Что можно ожидать от тринадцатилетия? Подарков, взросления, а главное – любви. Этого мог ожидать кто угодно, только не я. Тихие сонные улицы. Я просыпаюсь и чувствую. Что – не сказать. Легкость, такую прозрачную, что мигом скатываюсь с постели и спешу к умывальнику. Там зеркало. Щетка, паста. Нарядная кухня. На кухне папа. Папа сидит ко мне лицом и медленно, помешивая в чашке ложечкой, пьет кофе.
- Привет, - говорит он.
- Здравствуй.
- У тебя сегодня вроде бы день рождения, не так ли? – чашка уже пустая.
- Почти, - я наливаю себе зеленый чай, - заварка кончилась.
- В Аргентине он называется мате, - папа кидает чашку в раковину.
- Что?
- Синус тридцати градусов, синус тридцати градусов, - Аля в дверях, - папа, синус тридцати градусов.

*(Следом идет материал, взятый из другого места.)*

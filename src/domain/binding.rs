//! Session and object handle owned as one resource

use std::sync::Arc;

use tracing::debug;

use crate::error::DeviceError;
use crate::model::{KeyAlgorithm, LocatorInfo, LoginMode, ObjectHandle, SessionId};
use crate::ports::ObjectFinder;

/// An open session together with the key object found inside it
///
/// The object handle is only meaningful while the session is open, so the
/// two are created together by [`discover`](BoundObject::discover) and the
/// session is closed when the binding is dropped.
pub(crate) struct BoundObject<D: ObjectFinder + ?Sized> {
    device: Arc<D>,
    session: SessionId,
    object: ObjectHandle,
}

impl<D: ObjectFinder + ?Sized> BoundObject<D> {
    /// Open a session and find the object named by `locator`
    pub(crate) fn discover(
        device: &Arc<D>,
        locator: &LocatorInfo,
        login: LoginMode,
    ) -> Result<(Self, KeyAlgorithm), DeviceError> {
        let found = device.open_and_find_object(locator, login)?;
        debug!(
            "Bound {} in {} ({})",
            found.object, found.session, found.algorithm
        );

        let binding = Self {
            device: Arc::clone(device),
            session: found.session,
            object: found.object,
        };
        Ok((binding, found.algorithm))
    }

    pub(crate) fn session(&self) -> SessionId {
        self.session
    }

    pub(crate) fn object(&self) -> ObjectHandle {
        self.object
    }
}

impl<D: ObjectFinder + ?Sized> Drop for BoundObject<D> {
    fn drop(&mut self) {
        // The session may already be gone with its token
        if let Err(e) = self.device.close_session(self.session) {
            debug!("Closing {} failed: {}", self.session, e);
        } else {
            debug!("Closed {}", self.session);
        }
    }
}

impl<D: ObjectFinder + ?Sized> std::fmt::Debug for BoundObject<D> {
    fn fmt(&self, f: &mut std::fmt::Formatter<'_>) -> std::fmt::Result {
        f.debug_struct("BoundObject")
            .field("session", &self.session)
            .field("object", &self.object)
            .finish()
    }
}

Папа говорит: одна вторая, но Аля не слышит его, она обнимает меня. У меня странное чувство – настороженной радости. Что-то ужасно скользкое ползет по гладкому кафелю. Папина чашка летит на пол, мелкие осколки рисуют какую-то греческую букву.
- Я уберу, - Аля садится на корточки
- Сегодня воскресенье, - медленно произношу я.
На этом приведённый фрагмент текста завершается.